Begin at the top of the following data. Copy each line exactly until you have copied the line containing "is one inversion.".
□ □ □
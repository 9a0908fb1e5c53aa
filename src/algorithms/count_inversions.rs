//! Inversion counting with merge sort.
//!
//! While merging two sorted halves, taking an element from the right half
//! means it is smaller than every element still waiting in the left half;
//! each of those is one inversion.

use serde::{Deserialize, Serialize};

use crate::algorithms::input::{format_list, parse_bounded_list};
use crate::engine::generator::{
    reject_unknown, text_arg, AlgorithmInfo, Category, FrameView, ParamArgs, TraceGenerator,
};
use crate::engine::step::{Outcome, Trace, TraceRecorder};
use crate::error::VizResult;

/// Inversion count input.
#[derive(Debug, Clone, PartialEq, Eq, Serialize, Deserialize)]
pub struct InversionParams {
    /// Comma-separated integers.
    pub input: String,
}

impl Default for InversionParams {
    fn default() -> Self {
        Self {
            input: "8, 4, 2, 1".to_string(),
        }
    }
}

/// Inversion count visualization state.
#[derive(Debug, Clone, PartialEq, Eq, Default, Serialize, Deserialize)]
pub struct InversionFrame {
    /// Working array; sorted segments appear as merges complete.
    pub array: Vec<i64>,
    /// Segment being processed, inclusive bounds.
    pub range: Option<(usize, usize)>,
    /// Left and right positions under comparison.
    pub comparing: Option<(usize, usize)>,
    /// Inversions found so far.
    pub inversions_count: u64,
}

impl FrameView for InversionFrame {
    fn render_lines(&self) -> Vec<String> {
        let cells: Vec<String> = self
            .array
            .iter()
            .enumerate()
            .map(|(i, v)| match self.comparing {
                Some((l, r)) if i == l || i == r => format!("[{v}]"),
                _ => v.to_string(),
            })
            .collect();
        let mut lines = vec![cells.join(" ")];
        if let Some((lo, hi)) = self.range {
            lines.push(format!("segment {lo}..={hi}"));
        }
        lines.push(format!("inversions {}", self.inversions_count));
        lines
    }
}

/// Merge-sort inversion counter.
#[derive(Debug, Clone)]
pub struct InversionGenerator {
    max_len: usize,
}

impl InversionGenerator {
    /// Create a generator accepting lists up to `max_len` long.
    #[must_use]
    pub const fn new(max_len: usize) -> Self {
        Self { max_len }
    }
}

struct MergeCounter {
    array: Vec<i64>,
    inversions: u64,
    rec: TraceRecorder<InversionFrame>,
}

impl MergeCounter {
    fn frame(&self, range: Option<(usize, usize)>, comparing: Option<(usize, usize)>) -> InversionFrame {
        InversionFrame {
            array: self.array.clone(),
            range,
            comparing,
            inversions_count: self.inversions,
        }
    }

    fn sort(&mut self, lo: usize, hi: usize) {
        if lo >= hi {
            return;
        }
        let mid = lo + (hi - lo) / 2;
        let frame = self.frame(Some((lo, hi)), None);
        self.rec.emit(
            format!(
                "Split [{}] into [{}] and [{}]",
                format_list(&self.array[lo..=hi]),
                format_list(&self.array[lo..=mid]),
                format_list(&self.array[mid + 1..=hi])
            ),
            frame,
        );
        self.sort(lo, mid);
        self.sort(mid + 1, hi);
        self.merge(lo, mid, hi);
    }

    fn merge(&mut self, lo: usize, mid: usize, hi: usize) {
        let left = self.array[lo..=mid].to_vec();
        let right = self.array[mid + 1..=hi].to_vec();
        let mut merged = Vec::with_capacity(hi - lo + 1);
        let (mut i, mut j) = (0, 0);

        while i < left.len() && j < right.len() {
            let (l, r) = (left[i], right[j]);
            let comparing = Some((lo + i, mid + 1 + j));
            if l <= r {
                merged.push(l);
                i += 1;
                let frame = self.frame(Some((lo, hi)), comparing);
                self.rec.emit(format!("Compare {l} and {r}: take {l}"), frame);
            } else {
                let waiting = (left.len() - i) as u64;
                self.inversions += waiting;
                merged.push(r);
                j += 1;
                let frame = self.frame(Some((lo, hi)), comparing);
                self.rec.emit(
                    format!("Compare {l} and {r}: {r} is smaller than {waiting} left element(s), +{waiting} inversions"),
                    frame,
                );
            }
        }
        merged.extend_from_slice(&left[i..]);
        merged.extend_from_slice(&right[j..]);

        self.array[lo..=hi].copy_from_slice(&merged);
        let frame = self.frame(Some((lo, hi)), None);
        self.rec
            .emit(format!("Merged into [{}]", format_list(&merged)), frame);
    }
}

impl TraceGenerator for InversionGenerator {
    type Params = InversionParams;
    type Frame = InversionFrame;

    fn info(&self) -> AlgorithmInfo {
        AlgorithmInfo {
            id: "count-inversions",
            name: "Count Inversions",
            category: Category::DivideAndConquer,
            summary: "Count out-of-order pairs while merge sorting",
            params: &["input"],
        }
    }

    fn generate(&self, params: &InversionParams) -> Trace<InversionFrame> {
        let values = match parse_bounded_list(&params.input, self.max_len) {
            Ok(values) => values,
            Err(message) => return Trace::invalid(message, InversionFrame::default()),
        };

        let shown = format_list(&values);
        let hi = values.len() - 1;
        let mut counter = MergeCounter {
            array: values,
            inversions: 0,
            rec: TraceRecorder::new(),
        };
        let opening = counter.frame(Some((0, hi)), None);
        counter.rec.emit_opening(
            *params == InversionParams::default(),
            format!("Press play to count inversions in [{shown}]"),
            format!("Merge sort [{shown}] and count inversions"),
            opening,
        );

        counter.sort(0, hi);

        let total = counter.inversions;
        let last = counter.frame(None, None);
        counter.rec.finish(
            format!(
                "{total} inversions; sorted [{}]",
                format_list(&counter.array)
            ),
            last,
            Outcome::Count(total),
        )
    }

    fn apply_args(&self, current: &InversionParams, args: &ParamArgs) -> VizResult<InversionParams> {
        reject_unknown(args, &self.info())?;
        let mut next = current.clone();
        if let Some(input) = text_arg(args, "input") {
            next.input = input;
        }
        Ok(next)
    }
}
□ □ □
OUTPUT OF THE TASK:
repository 9a0908fb1e5c53aa
filename src/algorithms/count_inversions.rs
//! Inversion counting with merge sort.
//!
//! While merging two sorted halves, taking an element from the right half
//! means it is smaller than every element still waiting in the left half;
//! each of those is one inversion.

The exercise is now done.